A. Based on observation, interview and document review, it was determined that the Hospital failed to ensure the patient and staff corridors were free of equipment and clutter. This potentially affects safe exit of staff and patients being transported from the operating room suites.

Findings include:

1. On 05/15/2018 at approximately 8:50 AM, during the observational tour of the surgical services the following were found:

-The hallways for operating rooms 1, 2, and 3 had several pieces of equipment on both sides of the hallways: one cart of saline, one abdominal surgery equipment cart, one bladder surgery equipment cart, 2 case carts, light equipment for eye cases, and 3 fully loaded supply carts. The walkway to the exit was cluttered with equipment.

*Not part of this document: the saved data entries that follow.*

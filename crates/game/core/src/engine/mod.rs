//! The adventure manager: the state machine that owns every room.
//!
//! [`AdventureManager`] is the single authority over the current state, the
//! player and the narrative overlay. Input arrives synchronously between
//! frames (`on_key`, `on_click`, pointer events) and once per frame
//! (`on_frame`). Every change of room goes through the same transition
//! routine, so the unload → load ordering holds no matter what caused it.

mod transition;
mod validate;

pub use transition::{Transition, TransitionCause};

use crate::asset::{Asset, AssetSource};
use crate::clickable::ClickableManager;
use crate::config::GameConfig;
use crate::error::ConfigError;
use crate::geometry::Point;
use crate::ids::{KeySymbol, RegionId, StateId};
use crate::overlay::{NarrativeOverlay, render_overlay};
use crate::player::{Animation, MovementInput, Player};
use crate::room::{PreloadContext, RoomContext, RoomRegistry};
use crate::scene::{DrawCommand, Scene};
use crate::tables::{AdventureTables, InteractionTable, StateTable, Trigger};

use validate::TransitionMap;

/// Result of a discrete input event.
#[derive(Clone, Debug, PartialEq, Eq)]
pub enum InputOutcome {
    /// The input moved the adventure to another state.
    Transitioned(Transition),
    /// A reserved key the front end handles itself (fullscreen toggle).
    Reserved(KeySymbol),
    /// Nothing matched, or the target was the current state.
    Ignored,
}

impl InputOutcome {
    pub fn transition(&self) -> Option<&Transition> {
        match self {
            InputOutcome::Transitioned(t) => Some(t),
            _ => None,
        }
    }
}

/// What happened during one `on_frame` call.
#[derive(Clone, Debug, Default, PartialEq, Eq)]
pub struct FrameReport {
    pub frame: u64,
    pub transition: Option<Transition>,
    pub overlay_visible: bool,
}

/// Resolved avatar sprites.
struct PlayerSprites {
    idle: Asset,
    walk: Asset,
}

pub struct AdventureManager {
    config: GameConfig,
    states: StateTable,
    interactions: InteractionTable,
    transitions: TransitionMap,
    rooms: RoomRegistry,
    clickables: ClickableManager,
    current: StateId,
    player: Player,
    overlay: NarrativeOverlay,
    dialogue_asset: Asset,
    player_sprites: PlayerSprites,
    frame: u64,
}

impl AdventureManager {
    /// Validates the tables against the registry, preloads every room and
    /// enters the start state.
    ///
    /// Fails without touching any room if a reference does not resolve or a
    /// state has more than one rule for the same input.
    pub fn initialize(
        tables: AdventureTables,
        mut rooms: RoomRegistry,
        config: GameConfig,
        assets: &dyn AssetSource,
    ) -> Result<Self, ConfigError> {
        let validated = validate::validate(&tables, &rooms, &config)?;

        rooms.preload_all(&PreloadContext {
            assets,
            canvas: config.canvas,
        });

        let AdventureTables {
            states,
            interactions,
            clickables,
        } = tables;

        let player = Player::new(&config.player, config.player_start());
        let dialogue_asset = assets.resolve(&config.dialogue.asset);
        let player_sprites = PlayerSprites {
            idle: assets.resolve(&config.player.idle_asset),
            walk: assets.resolve(&config.player.walk_asset),
        };
        let clickables = ClickableManager::new(clickables, config.buttons.clone());

        tracing::info!(
            states = states.len(),
            rooms = rooms.len(),
            rules = validated.transitions.len(),
            start = %validated.start,
            "adventure initialized"
        );

        let mut manager = Self {
            config,
            states,
            interactions,
            transitions: validated.transitions,
            rooms,
            clickables,
            current: validated.start,
            player,
            overlay: NarrativeOverlay::new(),
            dialogue_asset,
            player_sprites,
            frame: 0,
        };
        manager.enter_current();
        Ok(manager)
    }

    pub fn current_state(&self) -> &StateId {
        &self.current
    }

    pub fn player(&self) -> &Player {
        &self.player
    }

    pub fn overlay(&self) -> &NarrativeOverlay {
        &self.overlay
    }

    pub fn config(&self) -> &GameConfig {
        &self.config
    }

    pub fn clickables(&self) -> &ClickableManager {
        &self.clickables
    }

    pub fn frame(&self) -> u64 {
        self.frame
    }

    /// Moves the avatar without animating it.
    pub fn teleport_player(&mut self, position: Point) {
        self.player.position = position;
    }

    /// Key press. Reserved keys never reach the transition table.
    pub fn on_key(&mut self, key: &KeySymbol) -> InputOutcome {
        if self.config.is_reserved(key) {
            return InputOutcome::Reserved(key.clone());
        }
        self.dispatch(Trigger::Key(key.clone()), TransitionCause::Key(key.clone()))
    }

    /// Click on a region, by id. Regions not shown in the current state are
    /// ignored. A rule in the interaction table wins over the region's own
    /// target.
    pub fn on_click(&mut self, region: &RegionId) -> InputOutcome {
        let Some(clicked) = self.clickables.region(region) else {
            tracing::trace!(%region, "click on unknown region ignored");
            return InputOutcome::Ignored;
        };
        if !clicked.is_visible_in(&self.current) {
            return InputOutcome::Ignored;
        }
        let fallback = clicked.target.clone();

        let trigger = Trigger::Click(region.clone());
        let target = self
            .transitions
            .get(&(self.current.clone(), trigger))
            .cloned()
            .or(fallback);

        match target {
            Some(target) => self.go(target, TransitionCause::Click(region.clone())),
            None => InputOutcome::Ignored,
        }
    }

    pub fn on_pointer_move(&mut self, point: Point) {
        self.clickables.pointer_moved(point, &self.current);
    }

    pub fn on_pointer_press(&mut self, point: Point) {
        self.clickables.pointer_pressed(point, &self.current);
    }

    /// Mouse release: clicks the region under the pointer, if any.
    pub fn on_pointer_release(&mut self, point: Point) -> InputOutcome {
        match self.clickables.pointer_released(point, &self.current) {
            Some(region) => self.on_click(&region),
            None => InputOutcome::Ignored,
        }
    }

    /// Advances one frame and describes it in `scene`.
    ///
    /// Order: move the avatar (and follow an edge exit), draw the room,
    /// apply overlap rules, then layer clickables, avatar and overlay on
    /// top.
    pub fn on_frame(&mut self, input: MovementInput, scene: &mut Scene) -> FrameReport {
        self.frame += 1;
        scene.clear();

        let mut transition = self.move_player(input);

        let overlapping = self.draw_room(scene);
        if transition.is_none() {
            // Last overlapping prop in declaration order wins, as for narration.
            let goto = overlapping.into_iter().rev().find_map(|prop| {
                let trigger = Trigger::Overlap(prop.clone());
                self.transitions
                    .get(&(self.current.clone(), trigger))
                    .filter(|target| **target != self.current)
                    .cloned()
                    .map(|target| (prop, target))
            });
            if let Some((prop, target)) = goto {
                transition = Some(self.transition_to(target, TransitionCause::Overlap(prop)));
                scene.clear();
                self.draw_room(scene);
            }
        }

        self.clickables.draw(&self.current, scene);

        if self.player.visible {
            let sprite = match self.player.animation {
                Animation::Idle => &self.player_sprites.idle,
                Animation::Walk => &self.player_sprites.walk,
            };
            scene.push(DrawCommand::Player {
                rect: self.player.bounds(),
                asset: sprite.clone(),
                animation: self.player.animation,
                facing: self.player.facing,
            });
        }

        if let Some(dialogue) = render_overlay(
            &self.overlay,
            &self.config.dialogue,
            &self.dialogue_asset,
            self.config.canvas,
        ) {
            scene.push(dialogue);
        }

        FrameReport {
            frame: self.frame,
            transition,
            overlay_visible: self.overlay.is_visible(),
        }
    }

    fn dispatch(&mut self, trigger: Trigger, cause: TransitionCause) -> InputOutcome {
        match self.transitions.get(&(self.current.clone(), trigger)).cloned() {
            Some(target) => self.go(target, cause),
            None => {
                tracing::trace!(state = %self.current, ?cause, "no rule for input");
                InputOutcome::Ignored
            }
        }
    }

    fn go(&mut self, target: StateId, cause: TransitionCause) -> InputOutcome {
        if target == self.current {
            return InputOutcome::Ignored;
        }
        InputOutcome::Transitioned(self.transition_to(target, cause))
    }

    /// Samples the held keys, steps the avatar and resolves edge exits.
    fn move_player(&mut self, input: MovementInput) -> Option<Transition> {
        if !self.player.visible {
            return None;
        }
        let canvas = self.config.canvas;
        self.player.apply_input(input);
        self.player.step();

        let edge = self.player.crossed_edge(canvas)?;
        let exit = self
            .states
            .get(&self.current)
            .and_then(|s| s.exits.get(edge))
            .filter(|target| **target != self.current)
            .cloned();

        match exit {
            Some(target) => {
                self.player.wrap_from(edge, canvas);
                Some(self.transition_to(target, TransitionCause::Exit(edge)))
            }
            None => {
                self.player.clamp_to(canvas);
                None
            }
        }
    }

    /// Runs the current room's `draw`, returning the props the avatar
    /// overlaps.
    fn draw_room(&mut self, scene: &mut Scene) -> Vec<crate::ids::PropId> {
        let Some(room_id) = self.states.get(&self.current).map(|s| s.room.clone()) else {
            return Vec::new();
        };
        let Some(room) = self.rooms.get_mut(&room_id) else {
            return Vec::new();
        };
        let mut ctx = RoomContext::new(
            &self.current,
            &self.player,
            &mut self.overlay,
            &self.interactions,
            self.config.canvas,
        );
        room.draw(&mut ctx, scene);
        ctx.into_overlapping()
    }
}

impl std::fmt::Debug for AdventureManager {
    fn fmt(&self, f: &mut std::fmt::Formatter<'_>) -> std::fmt::Result {
        f.debug_struct("AdventureManager")
            .field("current", &self.current)
            .field("frame", &self.frame)
            .field("player", &self.player.position)
            .field("overlay", &self.overlay)
            .finish_non_exhaustive()
    }
}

-The hallways for operating rooms 4, 5 and 6 had several equipment on both sides of the hallways: three supply carts for the operating rooms and four supply carts for the cardiovascular (heart) room.

-There were four metal case carts in the operating room 7 hallway containing sterile equipment. Approximately 10 -15 sterile packs were kept on all the metal carts, covered with white sheets. A supply tray and 8 - 10 clean blankets were also on top of the white cover sheet.

-The hallways for operating rooms 8 and 9 had several pieces of equipment on both sides of the hallway: two empty patient carts, one anesthesia machine, six suction machines and an environmental cart left unattended, along with the buffing machine.

2. At approximately 9:40 AM, during the surgical services tour, E #1 (Director of Surgical Services) stated, "We moved a lot of stuff from our other hospital on [DATE]. I prefer not having all these [this] equipment in the hallway around the operating rooms. We will have the storage area built and ready to move all these [this] equipment by the end of the month."

3. At approximately 10:02 AM, E #2 (Vice President of Clinical services) stated, "We are in the process of building the storage space." E #1 stated, "I did not realize this much of overflow would occur."

4. The Hospital's policy titled, "Alternative Life Safety Measure Procedure Policy," (11/11/16) included, "Procedure: ...1. Ensuring exits provide free and unobstructed egress ..."


B. Based on observation, interview and document review, it was determined that for 1 of 5 (E #5) personnel observed, the Hospital failed to ensure adherence to appropriate attire within the surgical environment.

Finding include:

1. On 05/15/2018 at approximately 9:45 AM, during the observational tour of the surgical environment, E #5 (Anesthesia Assistant Medical Director) was observed walking into operating room #8 with approximately 2 inches of hair exposed in the back of his head.

2. The above was witnessed by E #1 (Director of Surgical Services) who was interviewed on 5/15/18 at approximately 9:45 AM, and stated, "Well it's exposed hair, it should all be covered."

3. The Hospital's policy titled, "Attire, Operating Room Policy," (Rev. 11/2017) included, "Section: Surgical Services ...Key Points: B. Personal must cover head and facial hair, including ...and neckline ...1. A clean surgical head cover or hood that confines all hair must be worn."